After our first Thanksgiving holiday away from family, Chris and I have decided to prioritize. We moved to San Antonio for a job--Chris's job--and although both of us always wanted to escape the limitations of our Midwestern hometown (the lack of things to do in the evenings, the irritating familiarity of the flat landscapes) we realized this year just how thankful we are to have both found our way back to family.
It's funny how distance can do this. Even with the easy access of communication through cellular phones and Internet, the physical space between us and our family truly emphasized the importance of our relationships. Just as I spent much of my youth trying to run away from my family, Chris, too, remembers his own rebellion as a child. And now, our distance from them seers. It made us truly thankful this holiday.
We spent our Thanksgiving morning working with the San Antonio Food Bank, to put turkeys on tables for many of Texans who are in need this year. Our dinner was hosted by two friends, whose family we spent the night with, playing games and over-eating in the way only Americans know how. We had a great day, in all, and yet we missed, to no small extent, the very thing our youthful selves had run away from.

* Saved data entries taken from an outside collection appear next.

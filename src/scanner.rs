use std::fs;
use std::io;
use std::path::Path;

use indicatif::{HumanBytes, HumanCount, ProgressBar, ProgressStyle};
use log::{debug, info, warn};
use rayon::prelude::*;
use walkdir::{DirEntry, WalkDir};

use crate::config::ScanConfig;
use crate::duplicates::{DuplicateSets, group_duplicates_by};
use crate::error::ScanError;
use crate::hasher::{Digest, calculate_file_hash};
use crate::utils::FileEntry;

/// Counters describing how much work a scan did.
#[derive(Debug, Clone, Copy, Default, PartialEq, Eq, serde::Serialize)]
pub struct ScanStats {
    /// Regular files found in the directory.
    pub files_listed: usize,
    /// Files sharing their size with at least one other file.
    pub size_candidates: usize,
    /// Files whose content was hashed.
    pub files_hashed: usize,
    /// Bytes read while hashing.
    pub bytes_hashed: u64,
}

/// Outcome of [`DuplicateScanner::scan_with_stats`].
#[derive(Debug, Clone)]
pub struct ScanResult {
    pub duplicates: DuplicateSets,
    pub stats: ScanStats,
}

/// Finds files with identical content in a single directory.
///
/// Files are first grouped by size; only files whose size is shared by at
/// least one other file are hashed. The scanner holds no state between
/// calls.
#[derive(Debug, Clone, Default)]
pub struct DuplicateScanner {
    config: ScanConfig,
}

impl DuplicateScanner {
    pub fn new(config: ScanConfig) -> Self {
        Self { config }
    }

    pub fn config(&self) -> &ScanConfig {
        &self.config
    }

    pub fn scan(&self, path: impl AsRef<Path>) -> Result<DuplicateSets, ScanError> {
        self.scan_with_stats(path).map(|result| result.duplicates)
    }

    pub fn scan_with_stats(&self, path: impl AsRef<Path>) -> Result<ScanResult, ScanError> {
        let path = path.as_ref();
        self.config.validate()?;
        info!("Scanning '{}' ({})", path.display(), self.config.algorithm);

        let entries = list_files(path)?;
        let mut stats = ScanStats {
            files_listed: entries.len(),
            ..ScanStats::default()
        };
        info!("Found {} files", HumanCount(entries.len() as u64));

        let size_groups = group_duplicates_by(entries, |entry: &FileEntry| {
            Ok::<_, ScanError>(entry.size)
        })?;
        let candidates: Vec<FileEntry> = size_groups.into_values().flatten().collect();
        stats.size_candidates = candidates.len();

        if candidates.is_empty() {
            info!("No files share a size, nothing to hash");
            return Ok(ScanResult {
                duplicates: DuplicateSets::default(),
                stats,
            });
        }

        let total_bytes: u64 = candidates.iter().map(|entry| entry.size).sum();
        info!(
            "Hashing {} files with shared sizes ({})",
            HumanCount(candidates.len() as u64),
            HumanBytes(total_bytes)
        );

        let hashed = self.hash_candidates(candidates)?;
        stats.files_hashed = hashed.len();
        stats.bytes_hashed = total_bytes;

        let groups = group_duplicates_by(hashed, |(_, digest)| Ok::<_, ScanError>(*digest))?;
        let duplicates = DuplicateSets::from_groups(
            groups
                .into_iter()
                .map(|(digest, pairs)| (digest, pairs.into_iter().map(|(entry, _)| entry).collect()))
                .collect(),
        );

        info!(
            "Found {} duplicate sets, {} duplicate files ({} reclaimable)",
            HumanCount(duplicates.len() as u64),
            HumanCount(duplicates.duplicate_file_count() as u64),
            HumanBytes(duplicates.reclaimable_bytes())
        );

        Ok(ScanResult { duplicates, stats })
    }

    /// Hashes every candidate exactly once, returning pairs in input order.
    fn hash_candidates(
        &self,
        candidates: Vec<FileEntry>,
    ) -> Result<Vec<(FileEntry, Digest)>, ScanError> {
        let total_bytes = candidates.iter().map(|entry| entry.size).sum();
        let progress_bar = self.progress_bar(total_bytes);

        let hash_one = |entry: &FileEntry| {
            let digest =
                calculate_file_hash(entry, self.config.algorithm, self.config.chunk_size);
            progress_bar.inc(entry.size);
            digest
        };

        let digests: Vec<Result<Digest, ScanError>> = match self.config.threads {
            Some(threads) if threads > 1 => {
                match rayon::ThreadPoolBuilder::new().num_threads(threads).build() {
                    Ok(pool) => {
                        debug!("Hashing on {threads} threads");
                        pool.install(|| candidates.par_iter().map(hash_one).collect())
                    }
                    Err(e) => {
                        warn!("Failed to build hashing thread pool ({e}), hashing serially");
                        hash_serially(&candidates, hash_one)
                    }
                }
            }
            _ => hash_serially(&candidates, hash_one),
        };

        progress_bar.finish_and_clear();

        // Report the first failure in enumeration order, whatever finished first.
        candidates
            .into_iter()
            .zip(digests)
            .map(|(entry, digest)| digest.map(|digest| (entry, digest)))
            .collect()
    }

    fn progress_bar(&self, total_bytes: u64) -> ProgressBar {
        if !self.config.show_progress {
            return ProgressBar::hidden();
        }
        let pb = ProgressBar::new(total_bytes);
        if let Ok(style) = ProgressStyle::default_bar().template(
            "{spinner:.green} [{elapsed_precise}] [{bar:40.cyan/blue}] {percent}% {bytes}/{total_bytes} ETA: {eta}",
        ) {
            pb.set_style(style.progress_chars("#>-"));
        }
        pb
    }
}

/// Hashes in order, stopping at the first failure.
fn hash_serially<F>(candidates: &[FileEntry], hash_one: F) -> Vec<Result<Digest, ScanError>>
where
    F: Fn(&FileEntry) -> Result<Digest, ScanError>,
{
    let mut digests = Vec::with_capacity(candidates.len());
    for entry in candidates {
        let digest = hash_one(entry);
        let failed = digest.is_err();
        digests.push(digest);
        if failed {
            break;
        }
    }
    digests
}

/// Scans `path` with the default configuration.
pub fn scan(path: impl AsRef<Path>) -> Result<DuplicateSets, ScanError> {
    DuplicateScanner::default().scan(path)
}

/// Lists the regular files directly inside `dir`, with their sizes.
///
/// Symlinks, subdirectories and other non-regular entries are skipped.
/// Entries come back in the order the OS yields them.
pub fn list_files(dir: &Path) -> Result<Vec<FileEntry>, ScanError> {
    let metadata = fs::metadata(dir).map_err(|e| ScanError::from_io(dir, e))?;
    if !metadata.is_dir() {
        return Err(ScanError::NotADirectory {
            path: dir.to_path_buf(),
        });
    }

    let walker = WalkDir::new(dir)
        .min_depth(1)
        .max_depth(1)
        .follow_links(false);

    let mut files = Vec::new();
    for entry in walker {
        let entry = entry.map_err(|e| {
            let path = e.path().unwrap_or(dir).to_path_buf();
            ScanError::from_io(path, io::Error::from(e))
        })?;
        if !entry.file_type().is_file() {
            debug!("Skipping non-regular entry: '{}'", entry.path().display());
            continue;
        }
        files.push(file_entry(entry)?);
    }

    Ok(files)
}

fn file_entry(entry: DirEntry) -> Result<FileEntry, ScanError> {
    let size = entry
        .metadata()
        .map_err(|e| ScanError::MetadataUnavailable {
            path: entry.path().to_path_buf(),
            source: io::Error::from(e),
        })?
        .len();
    Ok(FileEntry::new(entry.into_path(), size))
}

#[cfg(test)]
mod tests {
    use super::*;
    use std::fs::File;
    use std::io::Write;
    use tempfile::tempdir;

    fn write_file(dir: &Path, name: &str, content: &[u8]) {
        File::create(dir.join(name)).unwrap().write_all(content).unwrap();
    }

    fn names(files: &[FileEntry]) -> Vec<String> {
        let mut names: Vec<String> = files.iter().map(|f| f.name.clone()).collect();
        names.sort();
        names
    }

    #[test]
    fn test_list_files_skips_directories() {
        let dir = tempdir().unwrap();
        write_file(dir.path(), "a.txt", b"hello");
        fs::create_dir(dir.path().join("sub")).unwrap();
        write_file(&dir.path().join("sub"), "nested.txt", b"hello");

        let files = list_files(dir.path()).unwrap();
        assert_eq!(names(&files), vec!["a.txt"]);
        assert_eq!(files[0].size, 5);
    }

    #[test]
    fn test_list_files_missing_dir() {
        let dir = tempdir().unwrap();
        let err = list_files(&dir.path().join("missing")).unwrap_err();
        assert!(matches!(err, ScanError::NotFound { .. }));
    }

    #[test]
    fn test_list_files_on_regular_file() {
        let dir = tempdir().unwrap();
        write_file(dir.path(), "a.txt", b"hello");
        let err = list_files(&dir.path().join("a.txt")).unwrap_err();
        assert!(matches!(err, ScanError::NotADirectory { .. }));
    }

    #[test]
    fn test_unique_sizes_are_never_hashed() {
        let dir = tempdir().unwrap();
        write_file(dir.path(), "one", b"1");
        write_file(dir.path(), "two", b"22");
        write_file(dir.path(), "three", b"333");

        let result = DuplicateScanner::default().scan_with_stats(dir.path()).unwrap();
        assert!(result.duplicates.is_empty());
        assert_eq!(result.stats.files_listed, 3);
        assert_eq!(result.stats.size_candidates, 0);
        assert_eq!(result.stats.files_hashed, 0);
    }

    #[test]
    fn test_same_size_different_content() {
        let dir = tempdir().unwrap();
        write_file(dir.path(), "a", b"Hello, World !");
        write_file(dir.path(), "b", b"Hello, World ?");

        let result = DuplicateScanner::default().scan_with_stats(dir.path()).unwrap();
        assert!(result.duplicates.is_empty());
        assert_eq!(result.stats.files_hashed, 2);
        assert_eq!(result.stats.bytes_hashed, 28);
    }

    #[test]
    fn test_empty_files_are_duplicates() {
        let dir = tempdir().unwrap();
        write_file(dir.path(), "empty1", b"");
        write_file(dir.path(), "empty2", b"");

        let sets = scan(dir.path()).unwrap();
        assert_eq!(sets.len(), 1);
        let (_, files) = sets.iter().next().unwrap();
        assert_eq!(names(files), vec!["empty1", "empty2"]);
        assert_eq!(files[0].size, 0);
    }

    #[test]
    fn test_parallel_matches_serial() {
        let dir = tempdir().unwrap();
        for i in 0..12 {
            let content = format!("content-{}", i % 4);
            write_file(dir.path(), &format!("f{i:02}"), content.as_bytes());
        }
        write_file(dir.path(), "odd", b"something else");

        let serial = DuplicateScanner::default().scan(dir.path()).unwrap();
        let parallel = DuplicateScanner::new(ScanConfig {
            threads: Some(4),
            ..ScanConfig::default()
        })
        .scan(dir.path())
        .unwrap();

        assert_eq!(serial.len(), 4);
        assert_eq!(serial, parallel);
    }

    #[test]
    fn test_invalid_config_rejected_before_reading() {
        let scanner = DuplicateScanner::new(ScanConfig {
            chunk_size: 0,
            ..ScanConfig::default()
        });
        let err = scanner.scan("/definitely/not/here").unwrap_err();
        assert!(matches!(err, ScanError::InvalidConfig { .. }));
    }

    #[test]
    fn test_unreadable_candidate_fails_whole_scan() {
        let dir = tempdir().unwrap();
        write_file(dir.path(), "ok1", b"hello");
        write_file(dir.path(), "ok2", b"hello");
        let candidates = vec![
            FileEntry::new(dir.path().join("ok1"), 5),
            FileEntry::new(dir.path().join("gone1"), 5),
            FileEntry::new(dir.path().join("ok2"), 5),
            FileEntry::new(dir.path().join("gone2"), 5),
        ];

        for threads in [None, Some(4)] {
            let scanner = DuplicateScanner::new(ScanConfig {
                threads,
                ..ScanConfig::default()
            });
            let err = scanner.hash_candidates(candidates.clone()).unwrap_err();
            match err {
                ScanError::Io { path, .. } => {
                    assert!(path.ends_with("gone1"), "{threads:?}: {}", path.display())
                }
                other => panic!("{threads:?}: expected Io error, got {other:?}"),
            }
        }
    }
}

Americans are unique this way, putting individualistic and self-revelatory needs in front of familial relationships. This is especially the case for those who pursue higher education. It is almost as though to be valuable to society in this country (unless there is a family business or unlimited money) one must break away in order to fully reach potential. Whereas, in many other countries generations live together under one roof, working toward a collective goal and supporting each other even at the expense of individualistic dreams.

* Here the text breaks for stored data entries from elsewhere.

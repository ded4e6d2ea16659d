use std::fs;
use std::path::Path;

use anyhow::{Context, Result};
use log::debug;
use serde::Deserialize;

use crate::cli::Cli;
use crate::error::ScanError;
use crate::hasher::{DEFAULT_CHUNK_SIZE, DigestAlgorithm};

/// Settings for one scan.
#[derive(Debug, Clone, PartialEq, Eq)]
pub struct ScanConfig {
    /// Digest used for the content comparison phase.
    pub algorithm: DigestAlgorithm,
    /// Bytes read per call while hashing.
    pub chunk_size: usize,
    /// Hashing worker threads. `None` hashes on the calling thread.
    pub threads: Option<usize>,
    /// Draw a progress bar while hashing.
    pub show_progress: bool,
}

impl Default for ScanConfig {
    fn default() -> Self {
        Self {
            algorithm: DigestAlgorithm::default(),
            chunk_size: DEFAULT_CHUNK_SIZE,
            threads: None,
            show_progress: false,
        }
    }
}

/// On-disk TOML layout. Every key is optional.
#[derive(Debug, Default, Deserialize)]
#[serde(deny_unknown_fields)]
struct ConfigFile {
    algorithm: Option<DigestAlgorithm>,
    chunk_size: Option<usize>,
    threads: Option<usize>,
}

impl ScanConfig {
    /// Parses TOML settings on top of the defaults.
    pub fn from_toml_str(content: &str) -> Result<Self> {
        let file: ConfigFile = toml::from_str(content)?;
        let mut config = Self::default();
        config.merge(file);
        Ok(config)
    }

    /// Loads TOML settings from `path` on top of the defaults.
    pub fn from_file(path: &Path) -> Result<Self> {
        debug!("Loading config from '{}'", path.display());
        let content = fs::read_to_string(path)
            .with_context(|| format!("Failed to read config file: '{}'", path.display()))?;
        Self::from_toml_str(&content)
            .with_context(|| format!("Failed to parse config file: '{}'", path.display()))
    }

    /// Builds the effective config: defaults, then the config file named on
    /// the command line (if any), then explicit flags.
    pub fn resolve(cli: &Cli) -> Result<Self> {
        let mut config = match &cli.config {
            Some(path) => Self::from_file(path)?,
            None => Self::default(),
        };
        if let Some(algorithm) = cli.algorithm {
            config.algorithm = algorithm;
        }
        if let Some(chunk_size) = cli.chunk_size {
            config.chunk_size = chunk_size;
        }
        if let Some(threads) = cli.threads {
            config.threads = Some(threads);
        }
        config.show_progress = !cli.no_progress && !cli.quiet;
        config.validate()?;
        Ok(config)
    }

    pub fn validate(&self) -> Result<(), ScanError> {
        if self.chunk_size == 0 {
            return Err(ScanError::InvalidConfig {
                message: "chunk_size must be greater than zero".to_string(),
            });
        }
        if self.threads == Some(0) {
            return Err(ScanError::InvalidConfig {
                message: "threads must be greater than zero".to_string(),
            });
        }
        Ok(())
    }

    fn merge(&mut self, file: ConfigFile) {
        if let Some(algorithm) = file.algorithm {
            self.algorithm = algorithm;
        }
        if let Some(chunk_size) = file.chunk_size {
            self.chunk_size = chunk_size;
        }
        if file.threads.is_some() {
            self.threads = file.threads;
        }
    }
}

I think that there are benefits and costs to each way of life, but I will say that being away from family is tough now. This means a few things. It means that we're growing up, realizing the value of strong family ties. It means that our sacrifice puts in perspective our goals, and that in order to accommodate both our relationships and our careers, we will have to be somewhat successful. The fact that we couldn't afford to visit our family this year is not uncommon, and yet it is understandable.
I write this post with little focus today, more as a simple list of the things I am grateful for, albeit a few days late: I'm grateful to have a family to miss this holiday season. I'm grateful for our opportunity to pursue our dreams. Finally, I'm grateful for the hope that one day both our individualistic aspirations and our ability to connect with family on these all-important occasions will one day be possible--if only we work hard enough. If only we keep at it. I'm grateful for this change of perspective because new perspective is often necessary to feel such a level of thankfulness.